Streaming e barricate. Dov’è la politica?
Chiusi nel recinto di casa nostra ai margini del reale dove la politica si consuma dentro lo schermo di un continuo spettacolo, perdiamo il senso del mondo che s’infiamma ai nostri confini. Dalle porte del Mediterraneo dirimpetto a noi fino lassù all’Ucraina. In altri tempi saremmo partiti di lì, saremmo stati lì, avremmo avuto voce, grido. Adesso guardiamo altrove. Costa troppa fatica capire, partecipare, entrare dentro quell’inferno che brucia vite. E troppo ghiotta, qui, la recita del vaniloquio da streaming che in soli due minuti, meno di una pausa pubblicitaria per il consiglio degli acquisti, riduce il bisogno di politica, di cambiamento, di rinascita di un paese stremato a spot dell’infinito luogo comune.
Ieri una delle sempre più ridotte parti produttive che sono rimaste nel paese, abbandonata dalle banche che non fanno più credito, è venuta a Roma per dire che non ce la fa più, per chiedere di voltare pagina, subito, nella politica economica e sociale del governo. Avrà domani come risposta l’estensione delle larghe intese dall’emergenza all’intera legislatura. Nessuna patrimoniale, come invece accade in ogni altra parte d’Europa.

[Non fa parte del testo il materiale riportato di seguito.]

//! Ready-made image classifiers built from the layers in [`crate::engine::layer`].

use crate::{
    backend::{Backend, Padding},
    engine::{
        autodiff::Pullback,
        context::TrainingContext,
        layer::{BatchNorm, Conv2D, Dense, Flatten, InitStrategy, Layer, MaxPool2D, Relu, Sigmoid},
        tree::TensorTree,
    },
    error::Result,
    parameter_tree,
};

/// `Dense -> sigmoid -> Dense`, producing unnormalized class scores.
#[derive(Debug, Clone)]
pub struct Classifier<B: Backend> {
    pub dense1: Dense<B>,
    activation: Sigmoid,
    pub dense2: Dense<B>,
}

parameter_tree!(impl<B> for Classifier<B> { tree dense1, tree dense2 });

impl<B: Backend> Classifier<B> {
    pub fn new(
        input_size: usize,
        hidden_size: usize,
        num_classes: usize,
        seed: Option<u64>,
    ) -> Result<Self> {
        let strategy = InitStrategy::GlorotUniform;
        let (dense1, dense2) = match seed {
            Some(s) => (
                Dense::seeded(input_size, hidden_size, strategy, s)?,
                Dense::seeded(hidden_size, num_classes, strategy, s.wrapping_add(1))?,
            ),
            None => (
                Dense::new(input_size, hidden_size, strategy)?,
                Dense::new(hidden_size, num_classes, strategy)?,
            ),
        };
        Ok(Self {
            dense1,
            activation: Sigmoid,
            dense2,
        })
    }
}

impl<B: Backend> Layer<B> for Classifier<B> {
    fn forward_with_pullback<'a>(
        &'a self,
        ctx: &TrainingContext,
        x: &B::Tensor,
    ) -> (B::Tensor, Pullback<'a, B>) {
        let (h, pb1) = self.dense1.forward_with_pullback(ctx, x);
        let (a, pb_act) = Layer::<B>::forward_with_pullback(&self.activation, ctx, &h);
        let (y, pb2) = self.dense2.forward_with_pullback(ctx, &a);
        let pullback = Pullback::new(move |g: &B::Tensor| {
            let (g2, da) = pb2.apply(g);
            let (_, dh) = pb_act.apply(&da);
            let (g1, dx) = pb1.apply(&dh);
            let tree = TensorTree::new()
                .with_subtree("dense1", g1)
                .with_subtree("dense2", g2);
            (tree, dx)
        });
        (y, pullback)
    }
}

/// `Conv2D(3x3, same) -> BatchNorm -> ReLU -> MaxPool2D(2x2) -> Flatten -> Dense`
/// over `[N, C, H, W]` images.
#[derive(Debug, Clone)]
pub struct ConvClassifier<B: Backend> {
    pub conv: Conv2D<B>,
    pub norm: BatchNorm<B>,
    relu: Relu,
    pool: MaxPool2D,
    flatten: Flatten,
    pub dense: Dense<B>,
}

parameter_tree!(impl<B> for ConvClassifier<B> { tree conv, tree norm, tree dense });

impl<B: Backend> ConvClassifier<B> {
    pub fn new(
        in_channels: usize,
        image_size: (usize, usize),
        filters: usize,
        num_classes: usize,
        seed: Option<u64>,
    ) -> Result<Self> {
        let strategy = InitStrategy::GlorotUniform;
        let (kernel, unit) = ((3, 3), (1, 1));
        let conv = match seed {
            Some(s) => Conv2D::seeded(in_channels, filters, kernel, unit, Padding::Same, strategy, s)?,
            None => Conv2D::new(in_channels, filters, kernel, unit, Padding::Same, strategy)?,
        };
        let norm = BatchNorm::new(filters, 1)?;
        let pool = MaxPool2D::new((2, 2), (2, 2), Padding::Valid)?;
        let flat = filters * (image_size.0 / 2) * (image_size.1 / 2);
        let dense = match seed {
            Some(s) => Dense::seeded(flat, num_classes, strategy, s.wrapping_add(1))?,
            None => Dense::new(flat, num_classes, strategy)?,
        };
        Ok(Self {
            conv,
            norm,
            relu: Relu,
            pool,
            flatten: Flatten,
            dense,
        })
    }
}

impl<B: Backend> Layer<B> for ConvClassifier<B> {
    fn forward_with_pullback<'a>(
        &'a self,
        ctx: &TrainingContext,
        x: &B::Tensor,
    ) -> (B::Tensor, Pullback<'a, B>) {
        let (c, pb_conv) = self.conv.forward_with_pullback(ctx, x);
        let (n, pb_norm) = self.norm.forward_with_pullback(ctx, &c);
        let (r, pb_relu) = Layer::<B>::forward_with_pullback(&self.relu, ctx, &n);
        let (p, pb_pool) = Layer::<B>::forward_with_pullback(&self.pool, ctx, &r);
        let (f, pb_flat) = Layer::<B>::forward_with_pullback(&self.flatten, ctx, &p);
        let (y, pb_dense) = self.dense.forward_with_pullback(ctx, &f);
        let pullback = Pullback::new(move |g: &B::Tensor| {
            let (g_dense, df) = pb_dense.apply(g);
            let (_, dp) = pb_flat.apply(&df);
            let (_, dr) = pb_pool.apply(&dp);
            let (_, dn) = pb_relu.apply(&dr);
            let (g_norm, dc) = pb_norm.apply(&dn);
            let (g_conv, dx) = pb_conv.apply(&dc);
            let tree = TensorTree::new()
                .with_subtree("conv", g_conv)
                .with_subtree("norm", g_norm)
                .with_subtree("dense", g_dense);
            (tree, dx)
        });
        (y, pullback)
    }
}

Nessuna reale inversione con le politiche di restrizione e di austerità di questi anni. Nessuna politica fiscale condotta alla radice. Nessun new deal per il lavoro e nessuna riconversione dell’economia per una crescita sostenibile del paese. Stessa maggioranza di prima, stessa politica di prima, cambia il ponte di comando, ma per proseguire sulla medesima rotta. Energia nuova, energia pura, vitalismo che affascina e sorprende ma per stare fermi sul ciò che più conta, su ciò che più preme, il cambiamento. Si chiama in un solo modo, operazione di potere. E operazione di conservazione di sé, della propria compiaciuta autosufficienza è quella dell’altra parte che vuole rovesciare il sistema e nel frattempo si mette ogni volta da parte, contribuendo così facendo a lasciare tutto com’è.
Diversi estremismi, verrebbe da dire, congiuntamente esercitati sul corpo sociale di un paese che della politica degli annunci da titoli di giornali come di quella di un’urlata retorica dell’insulto è ormai esausto. Intanto fuori dal cortile si consuma nella nostra indifferenza l’ennesima sconfitta dell’Europa, e ci riguarda. Ci riguarda quella richiesta estrema di democrazia che torna a farsi voce e purtroppo anche sangue nelle barricate delle piazze di Kiev e dell’intera Ucraina. L’indipendenza di un popolo sembra consumarsi nella tragedia di una guerra civile che divampa tra la debole e fin qui inefficace mediazione dell’Europa e la sicumera imperiale di Putin che celebra sé stesso tra le nevi delle olimpiadi di Sochi. Lì, come qui, se manca la politica manca la risposta.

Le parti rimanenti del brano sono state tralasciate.